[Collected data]
⟨
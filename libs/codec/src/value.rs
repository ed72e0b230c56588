//! Dynamic payload values
//!
//! Call arguments, return values and handshake data are all [`Value`]s, so
//! one serializer implementation covers every body. Application types enter
//! the model as `Custom` values through the [`crate::ClassRegistry`].

use serde::{Deserialize, Serialize};
use std::collections::BTreeMap;
use std::fmt;

#[derive(Debug, Clone, PartialEq, Serialize, Deserialize, Default)]
pub enum Value {
    #[default]
    Null,
    Bool(bool),
    Int(i64),
    Float(f64),
    Str(String),
    Bytes(Vec<u8>),
    List(Vec<Value>),
    Map(BTreeMap<String, Value>),
    /// Application type encoded by a registered class codec
    Custom { tag: String, value: Box<Value> },
    /// Reference to a remote object: URI text, or a bare object id that the
    /// owning daemon rewrites into its URI before replying
    Proxy(String),
}

impl Value {
    pub fn type_name(&self) -> &'static str {
        match self {
            Value::Null => "null",
            Value::Bool(_) => "bool",
            Value::Int(_) => "int",
            Value::Float(_) => "float",
            Value::Str(_) => "str",
            Value::Bytes(_) => "bytes",
            Value::List(_) => "list",
            Value::Map(_) => "map",
            Value::Custom { .. } => "custom",
            Value::Proxy(_) => "proxy",
        }
    }

    pub fn is_null(&self) -> bool {
        matches!(self, Value::Null)
    }

    pub fn as_bool(&self) -> Option<bool> {
        match self {
            Value::Bool(b) => Some(*b),
            _ => None,
        }
    }

    pub fn as_i64(&self) -> Option<i64> {
        match self {
            Value::Int(i) => Some(*i),
            _ => None,
        }
    }

    /// Integers widen to floats
    pub fn as_f64(&self) -> Option<f64> {
        match self {
            Value::Float(f) => Some(*f),
            Value::Int(i) => Some(*i as f64),
            _ => None,
        }
    }

    pub fn as_str(&self) -> Option<&str> {
        match self {
            Value::Str(s) => Some(s),
            _ => None,
        }
    }

    pub fn as_bytes(&self) -> Option<&[u8]> {
        match self {
            Value::Bytes(b) => Some(b),
            _ => None,
        }
    }

    /// Reference text of a `Proxy` value
    pub fn as_proxy(&self) -> Option<&str> {
        match self {
            Value::Proxy(reference) => Some(reference),
            _ => None,
        }
    }

    pub fn as_list(&self) -> Option<&[Value]> {
        match self {
            Value::List(items) => Some(items),
            _ => None,
        }
    }

    pub fn as_map(&self) -> Option<&BTreeMap<String, Value>> {
        match self {
            Value::Map(map) => Some(map),
            _ => None,
        }
    }

    /// Field lookup on a map value
    pub fn get(&self, key: &str) -> Option<&Value> {
        self.as_map()?.get(key)
    }

    /// Visit every `Custom` tag in this value, depth first
    pub fn for_each_custom_tag<E>(&self, f: &mut impl FnMut(&str) -> Result<(), E>) -> Result<(), E> {
        match self {
            Value::List(items) => items.iter().try_for_each(|v| v.for_each_custom_tag(f)),
            Value::Map(map) => map.values().try_for_each(|v| v.for_each_custom_tag(f)),
            Value::Custom { tag, value } => {
                f(tag)?;
                value.for_each_custom_tag(f)
            }
            _ => Ok(()),
        }
    }

    /// Rewrite every `Proxy` reference in place, depth first
    pub fn for_each_proxy_mut(&mut self, f: &mut impl FnMut(&mut String)) {
        match self {
            Value::List(items) => items.iter_mut().for_each(|v| v.for_each_proxy_mut(f)),
            Value::Map(map) => map.values_mut().for_each(|v| v.for_each_proxy_mut(f)),
            Value::Custom { value, .. } => value.for_each_proxy_mut(f),
            Value::Proxy(reference) => f(reference),
            _ => {}
        }
    }
}

impl fmt::Display for Value {
    fn fmt(&self, f: &mut fmt::Formatter<'_>) -> fmt::Result {
        match self {
            Value::Null => write!(f, "null"),
            Value::Bool(b) => write!(f, "{}", b),
            Value::Int(i) => write!(f, "{}", i),
            Value::Float(x) => write!(f, "{}", x),
            Value::Str(s) => write!(f, "{:?}", s),
            Value::Bytes(b) => write!(f, "b'{}'", hex::encode(b)),
            Value::List(items) => {
                write!(f, "[")?;
                for (i, item) in items.iter().enumerate() {
                    if i > 0 {
                        write!(f, ", ")?;
                    }
                    write!(f, "{}", item)?;
                }
                write!(f, "]")
            }
            Value::Map(map) => {
                write!(f, "{{")?;
                for (i, (key, item)) in map.iter().enumerate() {
                    if i > 0 {
                        write!(f, ", ")?;
                    }
                    write!(f, "{:?}: {}", key, item)?;
                }
                write!(f, "}}")
            }
            Value::Custom { tag, value } => write!(f, "{}({})", tag, value),
            Value::Proxy(reference) => write!(f, "<proxy {}>", reference),
        }
    }
}

impl From<bool> for Value {
    fn from(v: bool) -> Self {
        Value::Bool(v)
    }
}

macro_rules! impl_from_int {
    ($($t:ty),*) => {
        $(impl From<$t> for Value {
            fn from(v: $t) -> Self {
                Value::Int(v as i64)
            }
        })*
    };
}

impl_from_int!(i8, i16, i32, i64, u8, u16, u32);

impl From<f64> for Value {
    fn from(v: f64) -> Self {
        Value::Float(v)
    }
}

impl From<&str> for Value {
    fn from(v: &str) -> Self {
        Value::Str(v.to_string())
    }
}

impl From<String> for Value {
    fn from(v: String) -> Self {
        Value::Str(v)
    }
}

impl From<Vec<u8>> for Value {
    fn from(v: Vec<u8>) -> Self {
        Value::Bytes(v)
    }
}

impl From<Vec<Value>> for Value {
    fn from(v: Vec<Value>) -> Self {
        Value::List(v)
    }
}

impl From<BTreeMap<String, Value>> for Value {
    fn from(v: BTreeMap<String, Value>) -> Self {
        Value::Map(v)
    }
}

impl<T: Into<Value>> From<Option<T>> for Value {
    fn from(v: Option<T>) -> Self {
        v.map_or(Value::Null, Into::into)
    }
}

/// Build a `Vec<Value>` argument list from heterogeneous expressions
#[macro_export]
macro_rules! args {
    () => { Vec::<$crate::Value>::new() };
    ($($arg:expr),+ $(,)?) => { vec![$($crate::Value::from($arg)),+] };
}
⟩
=== WHAT THE EXERCISE ASKS ===
Collect the lines of the records that include the string "FnMut".

=== COMPLETED TASK ===
    pub fn for_each_custom_tag<E>(&self, f: &mut impl FnMut(&str) -> Result<(), E>) -> Result<(), E> {
    pub fn for_each_proxy_mut(&mut self, f: &mut impl FnMut(&mut String)) {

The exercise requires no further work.